** Opening RECORDS SHOWN block **
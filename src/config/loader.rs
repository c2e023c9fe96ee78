//! Configuration loading functionality.
//!
//! This module provides the [`ConfigLoader`] type for loading engine
//! settings and shift policies from YAML files.

use std::collections::HashSet;
use std::fs;
use std::path::Path;

use chrono::NaiveTime;

use crate::calculation::OvertimeBonusRule;
use crate::error::{EngineError, EngineResult};
use crate::models::{DaySchedule, OvertimeMode, ShiftPolicy};

use super::types::{EngineConfig, EngineSettings, ShiftsConfig};

/// Loads and provides access to engine configuration.
///
/// # Directory Structure
///
/// ```text
/// config/default/
/// ├── engine.yaml   # default policy and overtime-bonus rule
/// └── shifts.yaml   # shift policies
/// ```
///
/// # Example
///
/// ```no_run
/// use attendance_engine::config::ConfigLoader;
///
/// let loader = ConfigLoader::load("./config/default").unwrap();
/// let policy = loader.default_policy();
/// println!("Default shift: {}", policy.name);
/// ```
#[derive(Debug, Clone)]
pub struct ConfigLoader {
    config: EngineConfig,
    default_index: usize,
}

impl ConfigLoader {
    /// Loads configuration from the specified directory.
    ///
    /// # Returns
    ///
    /// Returns a `ConfigLoader` instance on success, or an error if:
    /// - Any required file is missing
    /// - Any file contains invalid YAML
    /// - Two policies share an id, or the default policy id is unknown
    ///
    /// # Example
    ///
    /// ```no_run
    /// use attendance_engine::config::ConfigLoader;
    ///
    /// let loader = ConfigLoader::load("./config/default")?;
    /// # Ok::<(), attendance_engine::error::EngineError>(())
    /// ```
    pub fn load<P: AsRef<Path>>(path: P) -> EngineResult<Self> {
        let path = path.as_ref();

        let engine_path = path.join("engine.yaml");
        let settings = Self::load_yaml::<EngineSettings>(&engine_path)?;

        let shifts_path = path.join("shifts.yaml");
        let shifts = Self::load_yaml::<ShiftsConfig>(&shifts_path)?;

        Self::from_parts(settings, shifts.shifts).map_err(|message| {
            EngineError::ConfigParseError {
                path: shifts_path.display().to_string(),
                message,
            }
        })
    }

    /// The stock configuration: two shifts, flat-hour bonus, shift 1 by default.
    ///
    /// # Example
    ///
    /// ```
    /// use attendance_engine::config::ConfigLoader;
    ///
    /// let loader = ConfigLoader::builtin();
    /// assert_eq!(loader.default_policy().name, "Shift 1 (Jam 8)");
    /// assert_eq!(loader.policies().count(), 2);
    /// ```
    pub fn builtin() -> Self {
        let shifts = vec![
            ShiftPolicy {
                id: 1,
                name: "Shift 1 (Jam 8)".to_string(),
                weekday: schedule((8, 0), (16, 0), (18, 0), (23, 0), (17, 0)),
                saturday: schedule((8, 0), (12, 0), (13, 0), (17, 0), (13, 0)),
                late_tolerance: 15,
                overtime_mode: OvertimeMode::PerJam,
            },
            ShiftPolicy {
                id: 2,
                name: "Shift 2 (Jam 9)".to_string(),
                weekday: schedule((9, 0), (17, 0), (19, 0), (23, 0), (18, 0)),
                saturday: schedule((9, 0), (13, 0), (14, 0), (18, 0), (14, 0)),
                late_tolerance: 15,
                overtime_mode: OvertimeMode::PerJam,
            },
        ];
        Self {
            config: EngineConfig::new(EngineSettings::default(), shifts),
            default_index: 0,
        }
    }

    fn from_parts(settings: EngineSettings, shifts: Vec<ShiftPolicy>) -> Result<Self, String> {
        let mut seen = HashSet::new();
        if let Some(dup) = shifts.iter().find(|s| !seen.insert(s.id)) {
            return Err(format!("duplicate shift policy id {}", dup.id));
        }

        let default_index = shifts
            .iter()
            .position(|s| s.id == settings.default_policy_id)
            .ok_or_else(|| {
                format!(
                    "default_policy_id {} does not match any shift policy",
                    settings.default_policy_id
                )
            })?;

        Ok(Self {
            config: EngineConfig::new(settings, shifts),
            default_index,
        })
    }

    /// Loads and parses a YAML file.
    fn load_yaml<T: serde::de::DeserializeOwned>(path: &Path) -> EngineResult<T> {
        let path_str = path.display().to_string();

        let content = fs::read_to_string(path).map_err(|_| EngineError::ConfigNotFound {
            path: path_str.clone(),
        })?;

        serde_yaml::from_str(&content).map_err(|e| EngineError::ConfigParseError {
            path: path_str,
            message: e.to_string(),
        })
    }

    /// Returns a copy of this configuration using another overtime-bonus rule.
    pub fn with_bonus_rule(mut self, rule: OvertimeBonusRule) -> Self {
        let settings = EngineSettings {
            overtime_bonus_rule: rule,
            ..self.config.settings().clone()
        };
        self.config = EngineConfig::new(settings, self.config.shifts().to_vec());
        self
    }

    /// Returns the underlying configuration.
    pub fn config(&self) -> &EngineConfig {
        &self.config
    }

    /// Returns the engine settings.
    pub fn settings(&self) -> &EngineSettings {
        self.config.settings()
    }

    /// The configured overtime-bonus rule.
    pub fn bonus_rule(&self) -> OvertimeBonusRule {
        self.config.settings().overtime_bonus_rule
    }

    /// All configured policies in file order.
    pub fn policies(&self) -> impl Iterator<Item = &ShiftPolicy> {
        self.config.shifts().iter()
    }

    /// Gets a policy by id.
    ///
    /// # Example
    ///
    /// ```
    /// use attendance_engine::config::ConfigLoader;
    ///
    /// let loader = ConfigLoader::builtin();
    /// assert_eq!(loader.get_policy(2)?.name, "Shift 2 (Jam 9)");
    /// assert!(loader.get_policy(9).is_err());
    /// # Ok::<(), attendance_engine::error::EngineError>(())
    /// ```
    pub fn get_policy(&self, policy_id: u32) -> EngineResult<&ShiftPolicy> {
        self.policies()
            .find(|p| p.id == policy_id)
            .ok_or(EngineError::PolicyNotFound { policy_id })
    }

    /// The policy named by `default_policy_id`.
    pub fn default_policy(&self) -> &ShiftPolicy {
        &self.config.shifts()[self.default_index]
    }
}

fn schedule(
    work_start: (u32, u32),
    work_end: (u32, u32),
    overtime_start: (u32, u32),
    overtime_end: (u32, u32),
    overtime_limit: (u32, u32),
) -> DaySchedule {
    let at = |(h, m): (u32, u32)| NaiveTime::from_hms_opt(h, m, 0).unwrap_or(NaiveTime::MIN);
    DaySchedule {
        work_start: at(work_start),
        work_end: at(work_end),
        overtime_start: at(overtime_start),
        overtime_end: at(overtime_end),
        overtime_limit: at(overtime_limit),
    }
}
//! Input bytes and text decoding.

use std::borrow::Cow;
use std::io::ErrorKind;
use std::path::Path;

use crate::error::{EngineError, EngineResult};

/// The bytes of one imported file, read once and shared by every strategy.
#[derive(Debug, Clone)]
pub struct SourceFile {
    name: String,
    bytes: Vec<u8>,
}

impl SourceFile {
    /// Wraps in-memory content.
    pub fn from_bytes(name: impl Into<String>, bytes: Vec<u8>) -> Self {
        Self {
            name: name.into(),
            bytes,
        }
    }

    /// Reads a file from disk.
    ///
    /// A missing file is [`EngineError::FileNotFound`]; any other I/O error
    /// is returned as the inner `Err` so the caller can degrade instead.
    pub fn read(path: &Path) -> EngineResult<Result<Self, std::io::Error>> {
        match std::fs::read(path) {
            Ok(bytes) => Ok(Ok(Self::from_bytes(path.display().to_string(), bytes))),
            Err(err) if err.kind() == ErrorKind::NotFound => Err(EngineError::FileNotFound {
                path: path.display().to_string(),
            }),
            Err(err) => Ok(Err(err)),
        }
    }

    /// Display name (usually the path).
    pub fn name(&self) -> &str {
        &self.name
    }

    /// Raw content.
    pub fn bytes(&self) -> &[u8] {
        &self.bytes
    }

    /// Content decoded as text.
    ///
    /// Honors UTF-16 byte-order marks, which some time-clock tools write,
    /// strips a UTF-8 BOM and otherwise decodes UTF-8 lossily.
    pub fn text(&self) -> Cow<'_, str> {
        decode_text(&self.bytes)
    }
}

fn decode_text(bytes: &[u8]) -> Cow<'_, str> {
    match bytes {
        [0xFF, 0xFE, rest @ ..] => Cow::Owned(decode_utf16(rest, u16::from_le_bytes)),
        [0xFE, 0xFF, rest @ ..] => Cow::Owned(decode_utf16(rest, u16::from_be_bytes)),
        [0xEF, 0xBB, 0xBF, rest @ ..] => String::from_utf8_lossy(rest),
        _ => String::from_utf8_lossy(bytes),
    }
}

fn decode_utf16(bytes: &[u8], unit: fn([u8; 2]) -> u16) -> String {
    let units = bytes.chunks_exact(2).map(|pair| unit([pair[0], pair[1]]));
    char::decode_utf16(units)
        .map(|c| c.unwrap_or(char::REPLACEMENT_CHARACTER))
        .collect()
}
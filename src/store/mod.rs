//! Attendance persistence.
//!
//! The report builder only needs the read side, expressed by the
//! [`AttendanceStore`] trait. [`InMemoryStore`] implements it together with
//! the write operations used by imports and manual corrections.

mod memory;

use chrono::NaiveDate;
use serde::{Deserialize, Serialize};

use crate::models::{AttendanceRecord, Employee, Leave, ShiftPolicy, Violation};

pub use memory::InMemoryStore;

/// Read access to stored attendance data.
pub trait AttendanceStore {
    /// Looks up an employee by id.
    fn get_employee(&self, employee_id: u64) -> Option<Employee>;

    /// Attendance rows of one employee with `start <= date <= end`, ordered by date.
    fn get_attendance(
        &self,
        employee_id: u64,
        start: NaiveDate,
        end: NaiveDate,
    ) -> Vec<AttendanceRecord>;

    /// Looks up a shift policy by id.
    fn get_shift_policy(&self, policy_id: u32) -> Option<ShiftPolicy>;

    /// Violations recorded against an attendance row, ordered by start time.
    fn get_violations(&self, attendance_id: u64) -> Vec<Violation>;

    /// Leaves of one employee on one date.
    fn get_leaves(&self, employee_id: u64, date: NaiveDate) -> Vec<Leave>;
}

/// How an import treats rows that already exist for the imported date.
#[derive(Debug, Clone, Copy, PartialEq, Eq, Hash, Default, Serialize, Deserialize)]
#[serde(rename_all = "snake_case")]
pub enum ImportMode {
    /// Delete every row of the date first, then insert.
    #[default]
    Replace,
    /// Insert new rows and overwrite the punches of existing ones.
    Merge,
    /// Insert new rows only; existing (employee, date) rows are kept as is.
    InsertOnly,
}

/// Row counts produced by one import.
#[derive(Debug, Clone, Copy, Default, PartialEq, Eq, Serialize, Deserialize)]
pub struct ImportSummary {
    /// Rows removed up front by [`ImportMode::Replace`].
    pub removed: usize,
    /// New rows created.
    pub inserted: usize,
    /// Existing rows whose punches were overwritten.
    pub updated: usize,
    /// Records ignored because a row already existed.
    pub skipped: usize,
}

impl ImportSummary {
    /// Rows written by the import.
    pub fn written(&self) -> usize {
        self.inserted + self.updated
    }
}

/// Headcount for one date.
#[derive(Debug, Clone, Copy, Default, PartialEq, Eq, Serialize, Deserialize)]
pub struct DateSummary {
    /// Attendance rows on the date.
    pub total_employees: usize,
    /// Rows with a first punch.
    pub present: usize,
    /// Rows without a first punch.
    pub absent: usize,
    /// Rows with a lembur clock-in.
    pub with_overtime: usize,
}
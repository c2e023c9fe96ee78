//! Wall-clock arithmetic shared by the metric functions.
//!
//! All subtraction happens within one nominal day; there is no overnight
//! support and no time zone handling.

use chrono::NaiveTime;
use rust_decimal::Decimal;

use crate::models::{AttendanceRecord, DaySchedule, PunchField};

/// Whole minutes from `start` to `end` (negative when `end` is earlier).
pub(crate) fn minutes_between(start: NaiveTime, end: NaiveTime) -> i64 {
    (end - start).num_minutes()
}

/// Converts whole minutes to hours.
pub(crate) fn hours_from_minutes(minutes: i64) -> Decimal {
    Decimal::new(minutes, 0) / Decimal::new(60, 0)
}

/// Minutes the employee stayed past the scheduled end.
///
/// Zero when `clock_out` is missing, malformed or not after `work_end`.
pub(crate) fn minutes_after_work_end(record: &AttendanceRecord, schedule: &DaySchedule) -> i64 {
    record
        .time(PunchField::ClockOut)
        .map(|clock_out| minutes_between(schedule.work_end, clock_out))
        .filter(|extra| *extra > 0)
        .unwrap_or(0)
}
//! HTTP request handlers for the attendance engine API.
//!
//! This module contains the handler functions for all API endpoints.

use std::time::Instant;

use axum::{
    Json, Router,
    extract::{
        Path, Query, State,
        rejection::{JsonRejection, QueryRejection},
    },
    http::{StatusCode, header},
    response::{IntoResponse, Response},
    routing::{get, post},
};
use rust_decimal::Decimal;
use serde::Serialize;
use tracing::{error, info, warn};
use uuid::Uuid;

use crate::calculation::{calculate_metrics, get_day_category};
use crate::error::EngineError;
use crate::models::{DerivedMetrics, ShiftPolicy};
use crate::parser;
use crate::report::build_report;

use super::request::{CalculationRequest, ImportRequest, PolicyRequest, ReportQuery};
use super::response::{
    ApiError, ApiErrorResponse, CalculationResponse, DayResult, ImportResponse, ReportResponse,
};
use super::state::AppState;

/// Creates the API router with all endpoints.
pub fn create_router(state: AppState) -> Router {
    Router::new()
        .route("/calculate", post(calculate_handler))
        .route("/import", post(import_handler))
        .route("/report/:employee_id", get(report_handler))
        .with_state(state)
}

fn json_response<T: Serialize>(status: StatusCode, body: T) -> Response {
    (
        status,
        [(header::CONTENT_TYPE, "application/json")],
        Json(body),
    )
        .into_response()
}

fn engine_error_response(correlation_id: Uuid, err: EngineError) -> Response {
    warn!(
        correlation_id = %correlation_id,
        error = %err,
        "Request failed"
    );
    let api_error: ApiErrorResponse = err.into();
    json_response(api_error.status, api_error.error)
}

fn json_rejection_response(correlation_id: Uuid, rejection: JsonRejection) -> Response {
    let error = match rejection {
        JsonRejection::JsonDataError(err) => {
            // Get the body text which contains the detailed error from serde
            let body_text = err.body_text();
            warn!(
                correlation_id = %correlation_id,
                error = %body_text,
                "JSON data error"
            );
            if body_text.contains("missing field") {
                ApiError::validation_error(body_text)
            } else {
                ApiError::malformed_json(body_text)
            }
        }
        JsonRejection::JsonSyntaxError(err) => {
            warn!(
                correlation_id = %correlation_id,
                error = %err,
                "JSON syntax error"
            );
            ApiError::malformed_json(format!("Invalid JSON syntax: {}", err))
        }
        JsonRejection::MissingJsonContentType(_) => {
            ApiError::new("MISSING_CONTENT_TYPE", "Content-Type must be application/json")
        }
        _ => ApiError::malformed_json("Failed to parse request body"),
    };
    json_response(StatusCode::BAD_REQUEST, error)
}

/// Handler for POST /calculate endpoint.
///
/// Computes metrics for caller-supplied punches without touching the store.
async fn calculate_handler(
    State(state): State<AppState>,
    payload: Result<Json<CalculationRequest>, JsonRejection>,
) -> Response {
    // Generate correlation ID for request tracking
    let correlation_id = Uuid::new_v4();
    info!(correlation_id = %correlation_id, "Processing calculation request");

    let request = match payload {
        Ok(Json(req)) => req,
        Err(rejection) => return json_rejection_response(correlation_id, rejection),
    };

    let config = state.config();
    let policy: ShiftPolicy = match request.policy {
        PolicyRequest::Inline(policy) => policy,
        PolicyRequest::Id(policy_id) => match config.get_policy(policy_id) {
            Ok(policy) => policy.clone(),
            Err(err) => return engine_error_response(correlation_id, err),
        },
    };
    let rule = request.rule.unwrap_or_else(|| config.bonus_rule());

    let start_time = Instant::now();
    let mut totals = DerivedMetrics::default();
    let mut total_work_hours = Decimal::ZERO;
    let results: Vec<DayResult> = request
        .records
        .into_iter()
        .enumerate()
        .map(|(index, record)| {
            let record = record.into_record(index as u64 + 1, policy.id);
            let metrics = calculate_metrics(&record, &policy, rule);
            totals += metrics;
            total_work_hours += metrics.total_work_hours();
            DayResult {
                date: record.date,
                day: get_day_category(record.date),
                metrics,
                total_work_hours: metrics.total_work_hours(),
            }
        })
        .collect();

    info!(
        correlation_id = %correlation_id,
        policy_id = policy.id,
        records = results.len(),
        total_work_hours = %total_work_hours,
        duration_us = start_time.elapsed().as_micros(),
        "Calculation completed successfully"
    );

    json_response(
        StatusCode::OK,
        CalculationResponse {
            policy_id: policy.id,
            rule,
            results,
            totals,
            total_work_hours,
        },
    )
}

/// Handler for POST /import endpoint.
///
/// Parses a time-clock export from the server's filesystem and stores the
/// recognized records for the given date.
async fn import_handler(
    State(state): State<AppState>,
    payload: Result<Json<ImportRequest>, JsonRejection>,
) -> Response {
    let correlation_id = Uuid::new_v4();
    info!(correlation_id = %correlation_id, "Processing import request");

    let request = match payload {
        Ok(Json(req)) => req,
        Err(rejection) => return json_rejection_response(correlation_id, rejection),
    };

    let start_time = Instant::now();
    let path = request.path.clone();
    let outcome = match tokio::task::spawn_blocking(move || parser::parse(path)).await {
        Ok(Ok(outcome)) => outcome,
        Ok(Err(err)) => return engine_error_response(correlation_id, err),
        Err(join_error) => {
            error!(
                correlation_id = %correlation_id,
                error = %join_error,
                "Parser task failed"
            );
            return json_response(
                StatusCode::INTERNAL_SERVER_ERROR,
                ApiError::internal("Attendance log parsing failed"),
            );
        }
    };

    let summary = state
        .store()
        .write()
        .await
        .save_import(request.date, &outcome.records, request.mode);

    info!(
        correlation_id = %correlation_id,
        path = %request.path,
        date = %request.date,
        strategy = ?outcome.strategy,
        imported = summary.written(),
        duration_us = start_time.elapsed().as_micros(),
        "Import completed"
    );

    json_response(
        StatusCode::OK,
        ImportResponse {
            imported: summary.written(),
            summary,
            strategy: outcome.strategy,
            diagnostics: outcome.diagnostics,
        },
    )
}

/// Handler for GET /report/:employee_id endpoint.
async fn report_handler(
    State(state): State<AppState>,
    Path(employee_id): Path<u64>,
    query: Result<Query<ReportQuery>, QueryRejection>,
) -> Response {
    let correlation_id = Uuid::new_v4();
    info!(correlation_id = %correlation_id, employee_id, "Processing report request");

    let query = match query {
        Ok(Query(query)) => query,
        Err(rejection) => {
            warn!(
                correlation_id = %correlation_id,
                error = %rejection.body_text(),
                "Invalid report query"
            );
            return json_response(
                StatusCode::BAD_REQUEST,
                ApiError::validation_error(rejection.body_text()),
            );
        }
    };

    let store = state.store().read().await;
    match build_report(&*store, state.config(), employee_id, query.start, query.end) {
        Ok(report) => {
            let summary = report.summary_text();
            json_response(StatusCode::OK, ReportResponse { report, summary })
        }
        Err(err) => engine_error_response(correlation_id, err),
    }
}
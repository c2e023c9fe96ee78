//! Attendance engine for shift-based time-clock data
//!
//! This crate reads vendor time-clock exports (real spreadsheets, HTML saved
//! as `.xls`, or delimited text), stores daily punches per employee, and
//! derives the payroll-relevant metrics of each day under a shift policy:
//! work hours, lembur hours, the loyalty band, the overtime bonus and
//! lateness.

#![warn(missing_docs)]

pub mod api;
pub mod calculation;
pub mod config;
pub mod error;
pub mod models;
pub mod parser;
pub mod report;
pub mod store;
** Closing RECORDS SHOWN block **
== TRY IT ==
Whenever the string "payload" shows up in a line of the records, that line counts; state how many lines count, and only that.

== ANSWER FOR THE TASK ==
4